Nigerian President Umaru Yar'Adua is receiving treatment for an acute condition of the inflammation of the membrane of the heart at a Saudi hospital, his doctor said on Thursday. He "is responding remarkably well," said his personal doctor, Salisu Banye, in a statement. The doctor said Yar'Adua started complaining of severe pains on the left side of his chest last Friday and preliminary tests suggested acute pericarditis, inflammation of the pericardium, a thin membrane covering the outer surface of the heart. It was then decided he should take further tests at King Faisal specialist hospital in Jeddah, Saudi Arabia, where he had his last check up in August. "The medical review and tests undertaken at the hospital have confirmed the initial diagnosis that the President is indeed suffering from acute pericarditis. "He is now receiving treatment for the ailment and is responding remarkably well," said the doctor in a statement read out by presidential spokesman Olusegun Adeniyi.
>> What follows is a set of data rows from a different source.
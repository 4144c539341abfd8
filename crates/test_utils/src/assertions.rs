//! Custom Test Assertions
//!
//! Ledger checks that give more meaningful failure messages than comparing
//! whole ledgers.

use rust_decimal::Decimal;

use domain_receipt::{Balance, Ledger};

/// Asserts that every derived value of `ledger` follows the propagation rules
///
/// # Panics
///
/// Panics naming the first month and line whose previous balance, total or
/// balance disagrees with its predecessors.
pub fn assert_ledger_consistent(ledger: &Ledger) {
    let mut carried = Decimal::ZERO;
    for (month_index, month) in ledger.months().iter().enumerate() {
        assert_eq!(month.month as usize, month_index + 1, "month ordinal out of order");
        assert!(month.line_count() >= 1, "month {} has no lines", month.month);
        assert!(!month.first_line().is_additional_line, "month {} lost its first line", month.month);

        for (line_index, line) in month.lines().enumerate() {
            assert_eq!(
                line.previous_balance, carried,
                "month {} line {}: previous balance {} expected {}",
                month.month, line_index, line.previous_balance, carried
            );
            let expected_total = match line_index {
                0 => month.dues().and_then(|dues| dues.checked_add(carried)),
                _ => Some(carried),
            };
            let expected_total = expected_total
                .unwrap_or_else(|| panic!("month {} line {}: total out of range", month.month, line_index));
            assert_eq!(
                line.total, expected_total,
                "month {} line {}: total {} expected {}",
                month.month, line_index, line.total, expected_total
            );
            assert_eq!(
                line.balance,
                Balance::after_payment(line.total, line.payment)
                    .unwrap_or_else(|| panic!("month {} line {}: balance out of range", month.month, line_index)),
                "month {} line {}: balance does not match payment",
                month.month, line_index
            );
            carried = line.balance.carried();
        }
    }
}

/// Asserts that the months before `month_index` are identical in both ledgers
pub fn assert_months_unchanged_before(before: &Ledger, after: &Ledger, month_index: usize) {
    for index in 0..month_index {
        assert_eq!(
            before.months()[index], after.months()[index],
            "month index {} changed after an edit to month index {}",
            index, month_index
        );
    }
}

/// Asserts the balance of one line
pub fn assert_balance(ledger: &Ledger, month_index: usize, line: usize, expected: Balance) {
    let actual = ledger
        .month(month_index)
        .and_then(|m| m.line(line))
        .map(|l| l.balance);
    assert_eq!(
        actual,
        Some(expected),
        "balance of month index {} line {}",
        month_index, line
    );
}
//! Receipt Store Port
//!
//! Persistence for ledger snapshots. Nothing in the ledger core writes
//! through it; callers that want to keep a copy of a ledger call it
//! explicitly.

use std::collections::HashMap;
use std::sync::Arc;

use async_trait::async_trait;
use tokio::sync::RwLock;
use tracing::{debug, instrument};

use core_kernel::{DomainPort, PortError, ReceiptId, RentalId};

use crate::receipt::Receipt;

/// Port for stored receipts
#[async_trait]
pub trait ReceiptStorePort: DomainPort {
    /// Stores a new receipt; fails with `Conflict` if one already exists for
    /// the same rental and year
    async fn add_receipt(&self, receipt: Receipt) -> Result<Receipt, PortError>;

    /// Replaces a stored receipt; fails with `NotFound` if it was never added
    async fn update_receipt(&self, receipt: Receipt) -> Result<Receipt, PortError>;

    async fn find_receipt(&self, rental_id: RentalId, year: i32) -> Result<Option<Receipt>, PortError>;
}

/// In-memory receipt store
#[derive(Debug, Default, Clone)]
pub struct InMemoryReceiptStore {
    receipts: Arc<RwLock<HashMap<ReceiptId, Receipt>>>,
}

impl InMemoryReceiptStore {
    pub fn new() -> Self {
        Self::default()
    }
}

impl DomainPort for InMemoryReceiptStore {}

#[async_trait]
impl ReceiptStorePort for InMemoryReceiptStore {
    #[instrument(skip(self, receipt), fields(receipt_id = %receipt.id, year = receipt.year))]
    async fn add_receipt(&self, receipt: Receipt) -> Result<Receipt, PortError> {
        let mut receipts = self.receipts.write().await;
        let duplicate = receipts
            .values()
            .any(|r| r.rental_id == receipt.rental_id && r.year == receipt.year);
        if duplicate || receipts.contains_key(&receipt.id) {
            return Err(PortError::conflict(format!(
                "Receipt for {} in {} already exists",
                receipt.rental_id, receipt.year
            )));
        }
        receipts.insert(receipt.id, receipt.clone());
        debug!("receipt stored");
        Ok(receipt)
    }

    #[instrument(skip(self, receipt), fields(receipt_id = %receipt.id))]
    async fn update_receipt(&self, receipt: Receipt) -> Result<Receipt, PortError> {
        let mut receipts = self.receipts.write().await;
        let stored = receipts
            .get_mut(&receipt.id)
            .ok_or_else(|| PortError::not_found("Receipt", receipt.id))?;
        *stored = receipt.clone();
        debug!("receipt updated");
        Ok(receipt)
    }

    async fn find_receipt(&self, rental_id: RentalId, year: i32) -> Result<Option<Receipt>, PortError> {
        let receipts = self.receipts.read().await;
        Ok(receipts
            .values()
            .find(|r| r.rental_id == rental_id && r.year == year)
            .cloned())
    }
}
On Wednesday, rumours spread in Nigeria and Saudi Arabia that Yar'Adua had slipped into a coma or had died while in Jeddah to visit the hospital. Adeniyi told reporters that Yar'Adua "was aware of the rumours and he felt very bad about it like any other normal being will feel." It is his third trip to the Red Sea port in as many months, all believed to have involved hospital visits. The condition of Yar'Adua, 58, had until now been cloaked in an official veil of secrecy. He is widely believed to have a history of kidney-related disease for which he has previously received hospital treatment in both Germany and Saudi Arabia. Yar'Adua was dogged by ill-health even during the election campaign that brought him to power in 2007.